About 4 years ago when I was clinically diagnosed with major depressive disorder, it took me a while to tell her. I was very fearful of her response. She does not believe in taking medication for most things and believes in natural methods of healing. Any time she had tried medication in the past, it only made her feel worst. When I finally told her about my disease, she felt terrible and wanted to help me in any way she could. When I told her I was taking medication, the mood changed. She flat out told me that she does not beleive in psychiatric medication and that she wished I would stop taking it. This is by far one of the most hurtful things that anyone has ever said to me. My own loving mother didn't "believe" in something that is helping me. When I subsequently told her how her comments made me feel, she did something similar to your sister. She started crying while telling me no one cares or understands how she feels. She made this conversation about herself. We have since then had an open dialogue about my issues but it took us around three years of us avoiding the topic whenever we talked before we got to that point.

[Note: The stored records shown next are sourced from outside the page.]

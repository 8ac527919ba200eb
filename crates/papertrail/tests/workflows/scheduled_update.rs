use super::*;

#[traced_test]
#[tokio::test]
async fn test_update_writes_every_output() -> TestResult<()> {
  let server = MockServer::start().await;
  mount_feed(&server).await;
  let dir = tempdir()?;
  let config = test_config(&server, dir.path());

  let summary = Pipeline::new(config.clone())?.run_at(Mode::Update, now()).await?;

  assert_eq!(summary.outcome, RunOutcome::Completed);
  assert_eq!(summary.fetched, 2);
  assert_eq!(summary.failed_queries, 1);
  assert_eq!(summary.retained, 2);
  assert_eq!(summary.written, vec![
    config.output.snapshot_path.clone(),
    config.output.html_path.clone(),
    config.output.markdown_path.clone(),
  ]);

  let snapshot = Snapshot::load(&config.output.snapshot_path)?.ok_or("snapshot not written")?;
  assert_eq!(snapshot.total, 2);
  assert_eq!(snapshot.last_updated, now());
  let ids: Vec<_> = snapshot.papers.iter().map(|p| p.id.as_str()).collect();
  assert_eq!(ids, vec!["2403.00001", "2402.00002"]);

  let html = std::fs::read_to_string(&config.output.html_path)?;
  assert!(html.contains("Fresh title on symplectic capacities"));
  assert!(html.contains("2 papers"));
  assert!(html.contains("<small class=\"comment\">20 pages</small>"));
  let markdown = std::fs::read_to_string(&config.output.markdown_path)?;
  assert!(markdown.contains(r"Lagrangian \| Floer theory"));
  assert!(markdown.contains("Automatically updated on 2024-03-10"));
  assert!(markdown.contains(", 20 pages |"));
  assert!(markdown.contains("\n## symplectic\n"));
  assert!(!markdown.contains("## broken"));
  Ok(())
}

#[traced_test]
#[tokio::test]
async fn test_update_files_papers_under_each_matching_topic() -> TestResult<()> {
  let server = MockServer::start().await;
  mount_feed(&server).await;
  Mock::given(method("GET"))
    .and(path("/api/query"))
    .and(query_param("search_query", "(\"Floer homology\") AND (cat:math.SG)"))
    .respond_with(ResponseTemplate::new(200).set_body_string(FEED))
    .mount(&server)
    .await;
  let dir = tempdir()?;
  let mut config = test_config(&server, dir.path());
  config.query.keywords = vec![Keyword::phrase("symplectic"), Keyword::phrase("Floer homology")];

  let summary = Pipeline::new(config.clone())?.run_at(Mode::Update, now()).await?;

  assert_eq!(summary.failed_queries, 0);
  let snapshot = Snapshot::load(&config.output.snapshot_path)?.ok_or("snapshot not written")?;
  assert!(snapshot.papers.iter().all(|p| p.topics == vec!["Floer homology", "symplectic"]));

  let markdown = std::fs::read_to_string(&config.output.markdown_path)?;
  assert!(markdown.contains("<li><a href=\"#symplectic\">symplectic</a></li>"));
  assert!(markdown.contains("<li><a href=\"#floer-homology\">Floer homology</a></li>"));
  assert!(markdown.contains("\n## symplectic\n"));
  assert!(markdown.contains("\n## Floer homology\n"));
  Ok(())
}

#[traced_test]
#[tokio::test]
async fn test_update_merges_with_snapshot() -> TestResult<()> {
  let server = MockServer::start().await;
  mount_feed(&server).await;
  let dir = tempdir()?;
  let config = test_config(&server, dir.path());
  let stored_at = Utc.with_ymd_and_hms(2024, 1, 15, 0, 0, 0).unwrap();
  Snapshot::new(
    vec![
      Paper::new("2403.00001", "Stale title", vec![], now()),
      Paper::new("2312.99999", "Kept from last run", vec![], stored_at),
    ],
    stored_at,
  )
  .save(&config.output.snapshot_path)?;

  let summary = Pipeline::new(config.clone())?.run_at(Mode::Update, now()).await?;

  assert_eq!(summary.retained, 3);
  let snapshot = Snapshot::load(&config.output.snapshot_path)?.ok_or("snapshot not written")?;
  let refreshed = snapshot.papers.iter().find(|p| p.id == "2403.00001").ok_or("missing")?;
  assert_eq!(refreshed.title, "Fresh title on symplectic capacities");
  assert_eq!(snapshot.papers.last().map(|p| p.id.as_str()), Some("2312.99999"));
  Ok(())
}

#[traced_test]
#[tokio::test]
async fn test_update_respects_max_papers() -> TestResult<()> {
  let server = MockServer::start().await;
  mount_feed(&server).await;
  let dir = tempdir()?;
  let mut config = test_config(&server, dir.path());
  config.output.max_papers = 1;

  let summary = Pipeline::new(config.clone())?.run_at(Mode::Update, now()).await?;

  assert_eq!(summary.retained, 1);
  let snapshot = Snapshot::load(&config.output.snapshot_path)?.ok_or("snapshot not written")?;
  assert_eq!(snapshot.papers[0].id, "2403.00001");
  Ok(())
}

#[traced_test]
#[tokio::test]
async fn test_historical_backfill() -> TestResult<()> {
  let server = MockServer::start().await;
  Mock::given(method("GET"))
    .and(path("/api/query"))
    .respond_with(ResponseTemplate::new(200).set_body_string(FEED))
    .mount(&server)
    .await;
  let dir = tempdir()?;
  let mut config = test_config(&server, dir.path());
  config.query.keywords = vec![Keyword::phrase("symplectic")];

  let summary = Pipeline::new(config.clone())?
    .run_at(Mode::Historical { start_year: 2023, end_year: None }, now())
    .await?;

  // 2023 and 2024 both queried
  assert_eq!(server.received_requests().await.map(|r| r.len()), Some(2));
  assert_eq!(summary.retained, 3);
  assert!(config.output.html_path.exists());
  Ok(())
}

#[traced_test]
#[tokio::test]
async fn test_render_with_no_snapshot_writes_empty_documents() -> TestResult<()> {
  let server = MockServer::start().await;
  let dir = tempdir()?;
  let config = test_config(&server, dir.path());

  let summary = Pipeline::new(config.clone())?.run_at(Mode::Render, now()).await?;

  assert_eq!(summary.retained, 0);
  assert!(!config.output.snapshot_path.exists());
  let markdown = std::fs::read_to_string(&config.output.markdown_path)?;
  assert!(markdown.contains("| Date | Title | Authors | Links |"));
  assert!(markdown.contains("No papers found."));
  assert_eq!(server.received_requests().await.map(|r| r.len()), Some(0));
  Ok(())
}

Now the reason why I'm saying all this is not to make this post about me (this is your post!) but to let you know that I very much understand what it is like to have a loved one suffer through RA. The constant pain they go through deeply affects them mentally as well, whether they realize it or not. They have pain we can't possibly understand but then, so do we. If I were you, just keep trying to explain how you feel as well. Let her know just like you support her, you need her support too.
I know for me I have come to grips that my mom and I may never see eye to eye. Since she probably doesn't have much time left, I just try my best to bite my tongue when she does or say something that is completely ignorant to my struggles. I love my mom very much and you only get one so whenever I get a chance to visit her, I just try to make her laugh.
Anyway, I hope you can keep trying to communicate your feelings with your sister and hopefully one day she will understand. Even if you agree to disagree. And please DON'T feel bad for feeling the way you do. They are your feelings and they are completely valid.
At the end of the day, we only have one life that is so short. Just please keep trying to get her to understand. It's obvious you love her and she loves you too. I think love is all you need for her to eventually get what you are going through.....even if it takes a little while.
That you so much Jay for sharing your story and experience. And I know your not trying to make this about you! Sharing stories and experiences is a great way to connect and show understanding to others feelings and struggles.
I hope that some day I can get to that place with my sister (the way you have with your mom) but I can’t see it happening, though I hope for it everyday. I stay quit around her as much as I can, because I know that whenever I start to share my feelings or what I need from our relationship to make it healthier for the both of us, it just turns into and argument, and never a conversation. A couple of times she even told me that “your to complected.” “Your asking to much.” Or my personal favorite “I don’t have time to do all that.” It just hurts be to speck up and it hurts just as much as to stay silent.
Thank you for sharing with me, it really did help.
I echo what the others said above. Sometimes the people you want to understand how you feel won't. That exact reason is why I joined this forum. There is literally no one I knew who understood and it felt very lonely.
Please keep trying with your sister. Maybe she will never come around. But maybe she will. At the very least you have everyone in this group to talk to and help you through.